[Saved entries]
▽

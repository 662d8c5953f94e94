//! Web server module.

mod handlers;

pub use handlers::*;

use crate::config::ServerConfig;
use crate::history::HistorySnapshotter;
use crate::metrics::MetricsRegistry;
use crate::reliability::ReliabilityAggregator;
use crate::state::StateStore;

use axum::{extract::DefaultBodyLimit, routing::get, Router};
use std::net::SocketAddr;
use std::sync::Arc;
use tower_http::cors::{Any, CorsLayer};
use tower_http::trace::TraceLayer;

/// Application state shared across handlers.
#[derive(Clone)]
pub struct AppState {
    pub state: Arc<StateStore>,
    pub history: Arc<HistorySnapshotter>,
    pub reliability: Arc<ReliabilityAggregator>,
    pub metrics: Arc<MetricsRegistry>,
}

/// Read-only HTTP surface over the monitor's state.
pub struct Server {
    config: ServerConfig,
    state: AppState,
}

impl Server {
    pub fn new(config: ServerConfig, state: AppState) -> Self {
        Self { config, state }
    }

    /// Build the router with all routes.
    pub fn routes(&self) -> Router {
        let cors = CorsLayer::new().allow_origin(Any).allow_methods(Any);

        Router::new()
            .route("/", get(handlers::handle_state))
            .route("/history", get(handlers::handle_history))
            .route("/reliability", get(handlers::handle_reliability))
            .route("/metrics/prometheus", get(handlers::handle_prometheus))
            .layer(TraceLayer::new_for_http())
            .layer(cors)
            .layer(DefaultBodyLimit::max(64 * 1024))
            .with_state(self.state.clone())
    }

    /// Start the server on the configured port.
    pub async fn start(&self) -> Result<(), Box<dyn std::error::Error + Send + Sync>> {
        let addr = SocketAddr::from(([0, 0, 0, 0], self.config.http_port));
        let router = self.routes();

        tracing::info!("Web server listening on {}", addr);

        let listener = tokio::net::TcpListener::bind(addr).await?;
        axum::serve(listener, router).await?;

        Ok(())
    }
}
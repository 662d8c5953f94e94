//! Database model types.

use chrono::{DateTime, Utc};
use serde::Serialize;

/// A single probe run, as kept in the outcome log.
#[derive(Debug, Clone, PartialEq, Serialize)]
pub struct OutcomeRecord {
    pub time: DateTime<Utc>,
    /// Probe kind name, e.g. "contentFetch"
    pub kind: String,
    /// Rendered state key of the target
    pub target: String,
    pub success: bool,
    /// Latency in seconds, absent on failure
    pub latency: Option<f64>,
    pub attempts: u32,
}

/// A stored history snapshot.
#[derive(Debug, Clone)]
pub struct HistoryRecord {
    pub time: DateTime<Utc>,
    pub snapshot: serde_json::Value,
}
#[async_trait]
impl Probe for ContentRoutingProbe {
    fn kind(&self) -> ProbeKind {
        self.kind
    }

    async fn run(&self, target: &Target) -> ProbeOutcome {
        let node = match target.require_node() {
            Ok(node) => node,
            Err(e) => return ProbeOutcome::failure(self.kind, target, 0, e),
        };
        let key = keys::topic_to_routing_key(&node.pubsub_topic);

        let start = Instant::now();
        let result = match self.strategy {
            LookupStrategy::FirstSuccess => find_first(&self.sources, &key).await,
            LookupStrategy::FanOut => find_all(&self.sources, &key).await,
        };
        match result {
            Ok(providers) => ProbeOutcome::success(self.kind, target, start.elapsed(), 1)
                .with(self.count_field, providers.len())
                .with("pubsubTopicRoutingCid", key),
            Err(e) => ProbeOutcome::failure(self.kind, target, 1, e).with("pubsubTopicRoutingCid", key),
        }
    }
}

/// Looks up the providers of each node's name record on one router.
pub struct NameProvidersProbe {
    sources: HashMap<String, Arc<dyn ProviderSource>>,
}

impl NameProvidersProbe {
    pub fn new(sources: Vec<Arc<dyn ProviderSource>>) -> Self {
        Self {
            sources: sources.into_iter().map(|s| (s.url().to_string(), s)).collect(),
        }
    }
}

#[async_trait]
impl Probe for NameProvidersProbe {
    fn kind(&self) -> ProbeKind {
        ProbeKind::NameProviders
    }

    async fn run(&self, target: &Target) -> ProbeOutcome {
        let node = match target.require_node() {
            Ok(node) => node,
            Err(e) => return ProbeOutcome::failure(self.kind(), target, 0, e),
        };
        let Some(source) = self.sources.get(target.id.trim_end_matches('/')) else {
            let e = ProbeError::Missing(format!("no provider source for router '{}'", target.id));
            return ProbeOutcome::failure(self.kind(), target, 0, e);
        };
        let key = match keys::routing_key_for_name(&node.identity) {
            Ok(key) => key,
            Err(e) => return ProbeOutcome::failure(self.kind(), target, 0, e),
        };

        let start = Instant::now();
        match find_first(std::slice::from_ref(source), &key).await {
            Ok(providers) => ProbeOutcome::success(self.kind(), target, start.elapsed(), 1)
                .with("providerCount", providers.len()),
            Err(e) => ProbeOutcome::failure(self.kind(), target, 1, e),
        }
    }
}

/// Announces a synthetic provider record to a router and reads it back.
pub struct RouterRoundTripProbe {
    http: HttpFetcher,
    announce_ip: OnceCell<String>,
    propagation_delay: Duration,
}

impl RouterRoundTripProbe {
    /// Without `announce_ip` the public address is discovered on first use.
    pub fn new(http: HttpFetcher, announce_ip: Option<String>) -> Self {
        Self {
            http,
            announce_ip: OnceCell::new_with(announce_ip),
            propagation_delay: super::PROPAGATION_DELAY,
        }
    }

    pub fn with_propagation_delay(mut self, delay: Duration) -> Self {
        self.propagation_delay = delay;
        self
    }

    async fn own_ip(&self) -> Result<&str, ProbeError> {
        self.announce_ip
            .get_or_try_init(|| discover_ip(&self.http))
            .await
            .map(String::as_str)
    }

    async fn round_trip(&self, router: &HttpProviderSource) -> Result<(Duration, Duration), ProbeError> {
        let ip = self.own_ip().await?;
        let cid = keys::string_to_cid(&random_token());
        let peer_id = keys::random_identity();
        let body = provide_body(&cid, &peer_id, ip);

        let start = Instant::now();
        let response = router.provide(&body).await?;
        let provide_time = start.elapsed();
        if !response
            .pointer("/ProvideResults/0/AdvisoryTTL")
            .is_some_and(Value::is_number)
        {
            return Err(ProbeError::Mismatch(format!("provide response without AdvisoryTTL: {}", response)));
        }

        tokio::time::sleep(self.propagation_delay).await;

        let start = Instant::now();
        let providers = router.find_providers(&cid).await?;
        let find_time = start.elapsed();
        match providers.first() {
            Some(provider) if provider.id == peer_id => Ok((find_time, provide_time)),
            other => Err(ProbeError::Mismatch(format!(
                "first provider of {} is {:?}, expected '{}'",
                cid,
                other.map(|p| &p.id),
                peer_id
            ))),
        }
    }
}
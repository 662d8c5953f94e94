//! Pub/sub relay client.

use async_trait::async_trait;
use base64::engine::general_purpose::{STANDARD, URL_SAFE_NO_PAD};
use base64::Engine;
use reqwest::multipart::{Form, Part};
use serde_json::Value;
use std::time::Duration;

use super::{map_reqwest, parse_json, snippet, ClientError, HttpFetcher};

/// Timeout for short pub/sub RPC calls (publish, peers).
const CALL_TIMEOUT: Duration = Duration::from_secs(60);

/// A message received on a subscription.
#[derive(Debug, Clone, PartialEq)]
pub struct PubsubMessage {
    pub from: String,
    pub data: Vec<u8>,
}

/// A live subscription to one topic.
#[async_trait]
pub trait Subscription: Send {
    /// Next message on the topic, or `None` once the relay closed the stream.
    async fn next_message(&mut self) -> Result<Option<PubsubMessage>, ClientError>;

    /// Tear the subscription down. Consumes it, so it runs at most once.
    async fn unsubscribe(self: Box<Self>) -> Result<(), ClientError>;
}

/// Connection to one pub/sub relay.
#[async_trait]
pub trait PubsubClient: Send + Sync {
    fn url(&self) -> &str;

    async fn subscribe(&self, topic: &str) -> Result<Box<dyn Subscription>, ClientError>;

    async fn publish(&self, topic: &str, data: &[u8]) -> Result<(), ClientError>;

    /// Peers the relay is connected to on `topic`.
    async fn peers(&self, topic: &str) -> Result<Vec<String>, ClientError>;
}

/// Pub/sub over the Kubo RPC API.
pub struct KuboPubsubClient {
    api_url: String,
    http: HttpFetcher,
}

impl KuboPubsubClient {
    /// `http` should come from [`HttpFetcher::streaming`] since subscriptions
    /// stay open indefinitely.
    pub fn new(api_url: &str, http: HttpFetcher) -> Self {
        Self {
            api_url: api_url.trim_end_matches('/').to_string(),
            http,
        }
    }

    async fn call(&self, request: reqwest::RequestBuilder, url: &str) -> Result<String, ClientError> {
        let response = request.timeout(CALL_TIMEOUT).send().await.map_err(map_reqwest)?;
        let status = response.status();
        let body = response.text().await.map_err(map_reqwest)?;
        if !status.is_success() {
            return Err(ClientError::Status {
                url: url.to_string(),
                status: status.as_u16(),
                body: snippet(&body),
            });
        }
        Ok(body)
    }
}

#[async_trait]
impl PubsubClient for KuboPubsubClient {
    fn url(&self) -> &str {
        &self.api_url
    }

    async fn subscribe(&self, topic: &str) -> Result<Box<dyn Subscription>, ClientError> {
        let url = format!("{}/pubsub/sub?arg={}", self.api_url, encode_topic(topic));
        let response = self.http.client().post(&url).send().await.map_err(map_reqwest)?;
        let status = response.status();
        if !status.is_success() {
            let body = response.text().await.unwrap_or_default();
            return Err(ClientError::Status {
                url,
                status: status.as_u16(),
                body: snippet(&body),
            });
        }
        Ok(Box::new(KuboSubscription {
            response,
            buffer: Vec::new(),
        }))
    }

    async fn publish(&self, topic: &str, data: &[u8]) -> Result<(), ClientError> {
        let url = format!("{}/pubsub/pub?arg={}", self.api_url, encode_topic(topic));
        let form = Form::new().part("file", Part::bytes(data.to_vec()).file_name("data"));
        self.call(self.http.client().post(&url).multipart(form), &url).await?;
        Ok(())
    }

    async fn peers(&self, topic: &str) -> Result<Vec<String>, ClientError> {
        let url = format!("{}/pubsub/peers?arg={}", self.api_url, encode_topic(topic));
        let body = self.call(self.http.client().post(&url), &url).await?;
        let json = parse_json(&body)?;
        match json.get("Strings") {
            None | Some(Value::Null) => Ok(vec![]),
            Some(Value::Array(peers)) => Ok(peers
                .iter()
                .filter_map(|p| p.as_str().map(str::to_string))
                .collect()),
            Some(other) => Err(ClientError::Unexpected(format!("peers response: {}", other))),
        }
    }
}

struct KuboSubscription {
    response: reqwest::Response,
    buffer: Vec<u8>,
}

#[async_trait]
impl Subscription for KuboSubscription {
    async fn next_message(&mut self) -> Result<Option<PubsubMessage>, ClientError> {
        loop {
            if let Some(pos) = self.buffer.iter().position(|b| *b == b'\n') {
                let line: Vec<u8> = self.buffer.drain(..=pos).collect();
                let line = String::from_utf8_lossy(&line);
                let line = line.trim();
                if line.is_empty() {
                    continue;
                }
                match decode_message(line) {
                    Ok(message) => return Ok(Some(message)),
                    Err(e) => {
                        tracing::debug!("Skipping undecodable pubsub line: {}", e);
                        continue;
                    }
                }
            }

            match self.response.chunk().await.map_err(map_reqwest)? {
                Some(chunk) => self.buffer.extend_from_slice(&chunk),
                None => return Ok(None),
            }
        }
    }

    async fn unsubscribe(self: Box<Self>) -> Result<(), ClientError> {
        // the relay drops the subscription when the stream is closed
        drop(self.response);
        Ok(())
    }
}

/// Topics travel as multibase base64url.
pub fn encode_topic(topic: &str) -> String {
    format!("u{}", URL_SAFE_NO_PAD.encode(topic.as_bytes()))
}

fn decode_multibase(value: &str) -> Result<Vec<u8>, ClientError> {
    let decoded = match value.strip_prefix('u') {
        Some(rest) => URL_SAFE_NO_PAD.decode(rest),
        None => match value.strip_prefix('m') {
            Some(rest) => STANDARD.decode(rest),
            None => STANDARD.decode(value),
        },
    };
    decoded.map_err(|e| ClientError::Unexpected(format!("bad multibase '{}': {}", value, e)))
}

/// Decode one NDJSON line of a Kubo subscription stream.
pub fn decode_message(line: &str) -> Result<PubsubMessage, ClientError> {
    let json = parse_json(line)?;
    let data = json
        .get("data")
        .and_then(Value::as_str)
        .ok_or_else(|| ClientError::Unexpected(format!("message without data: {}", snippet(line))))?;
    Ok(PubsubMessage {
        from: json
            .get("from")
            .and_then(Value::as_str)
            .unwrap_or_default()
            .to_string(),
        data: decode_multibase(data)?,
    })
}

△

- **Task details**: Every line of the records containing the word "listener" must appear in the answer.

- **Expected output**:
        let listener = tokio::net::TcpListener::bind(addr).await?;
        axum::serve(listener, router).await?;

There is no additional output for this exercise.